Adam P. Geballe, MD

Human cytomegalovirus (HCMV) infections are very common and result in life-threatening diseases in newborns and immunocompromised patients. As well, HCMV provides a valuable model system for studies of regulation of eukaryotic gene expression at the translational level. After infection by many viruses, including HCMV, cells continue to synthesize proteins despite activation of host cell responses designed to shut off translation and thereby prevent viral replication. Studies in the Geballe lab have identified genes in HCMV and related viruses that are capable of blocking antiviral responses, especially those activated by double-stranded RNA. The proteins encoded by the HCMV genes act in part through an unconventional double-stranded RNA binding domain. As well, they self-associate and bind to the critical cellular kinase PKR and to other host and viral factors. Efforts are now underway to determine the origin of the activators of PKR produced during HCMV infection and to elucidate the mechanisms by which the viral genes block the antiviral responses.

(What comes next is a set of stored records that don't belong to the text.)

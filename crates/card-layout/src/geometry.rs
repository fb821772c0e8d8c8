//! Axis-aligned geometry in points.
//!
//! Coordinates are relative to the top-left corner of the usable area, with
//! y growing downward, so "above" a rectangle means smaller y.

use crate::constants::GEOMETRY_EPSILON;

/// A position within the usable area
#[derive(Debug, Clone, Copy, PartialEq, Default)]
#[cfg_attr(feature = "serde", derive(serde::Serialize, serde::Deserialize))]
pub struct Point {
    pub x: f32,
    pub y: f32,
}

impl Point {
    pub const ORIGIN: Point = Point { x: 0.0, y: 0.0 };

    pub fn new(x: f32, y: f32) -> Self {
        Self { x, y }
    }
}

/// Width and height of the usable area
#[derive(Debug, Clone, Copy, PartialEq)]
pub struct Bounds {
    pub width: f32,
    pub height: f32,
}

impl Bounds {
    pub fn new(width: f32, height: f32) -> Self {
        Self { width, height }
    }

    pub fn area(&self) -> f32 {
        self.width * self.height
    }
}

/// A rectangular area in points
#[derive(Debug, Clone, Copy, PartialEq, Default)]
#[cfg_attr(feature = "serde", derive(serde::Serialize, serde::Deserialize))]
pub struct Rect {
    /// X position (left edge)
    pub x: f32,
    /// Y position (top edge)
    pub y: f32,
    /// Width
    pub width: f32,
    /// Height
    pub height: f32,
}

impl Rect {
    pub fn new(x: f32, y: f32, width: f32, height: f32) -> Self {
        Self {
            x,
            y,
            width,
            height,
        }
    }

    pub fn at(origin: Point, width: f32, height: f32) -> Self {
        Self::new(origin.x, origin.y, width, height)
    }

    /// Right edge x coordinate
    pub fn right(&self) -> f32 {
        self.x + self.width
    }

    /// Bottom edge y coordinate
    pub fn bottom(&self) -> f32 {
        self.y + self.height
    }

    pub fn area(&self) -> f32 {
        self.width * self.height
    }

    /// The overlapping part of two rectangles, if it has any area.
    ///
    /// Rectangles that only share an edge do not intersect.
    pub fn intersection(&self, other: &Rect) -> Option<Rect> {
        let left = self.x.max(other.x);
        let top = self.y.max(other.y);
        let right = self.right().min(other.right());
        let bottom = self.bottom().min(other.bottom());
        if right - left > GEOMETRY_EPSILON && bottom - top > GEOMETRY_EPSILON {
            Some(Rect::new(left, top, right - left, bottom - top))
        } else {
            None
        }
    }

    pub fn intersects(&self, other: &Rect) -> bool {
        self.intersection(other).is_some()
    }

    /// Smallest rectangle containing both
    pub fn union(&self, other: &Rect) -> Rect {
        let left = self.x.min(other.x);
        let top = self.y.min(other.y);
        let right = self.right().max(other.right());
        let bottom = self.bottom().max(other.bottom());
        Rect::new(left, top, right - left, bottom - top)
    }

    pub fn translated(&self, dx: f32, dy: f32) -> Rect {
        Rect::new(self.x + dx, self.y + dy, self.width, self.height)
    }

    /// Whether the rectangle lies inside `bounds` (with float tolerance)
    pub fn fits_within(&self, bounds: Bounds) -> bool {
        self.x >= -GEOMETRY_EPSILON
            && self.y >= -GEOMETRY_EPSILON
            && self.right() <= bounds.width + GEOMETRY_EPSILON
            && self.bottom() <= bounds.height + GEOMETRY_EPSILON
    }
}

/// Bounding box of a set of rectangles
pub fn bounding_box<'a>(rects: impl IntoIterator<Item = &'a Rect>) -> Option<Rect> {
    rects.into_iter().fold(None, |acc, r| match acc {
        None => Some(*r),
        Some(b) => Some(b.union(r)),
    })
}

New experiments are underway to clarify how cytomegalovirus antagonists evolved and have contributed to the rapid adaptation of PKR during primate evolution.

Another line of research aims to identify the genes and mechanisms by which poxviruses evade PKR and related host dsRNA-activated anti-viral pathways. These studies should reveal new insights into the host-virus interactions that are likely to be key determinants of the pathogenesis of viral infections and may have implications for the design of viral vaccines and vectors.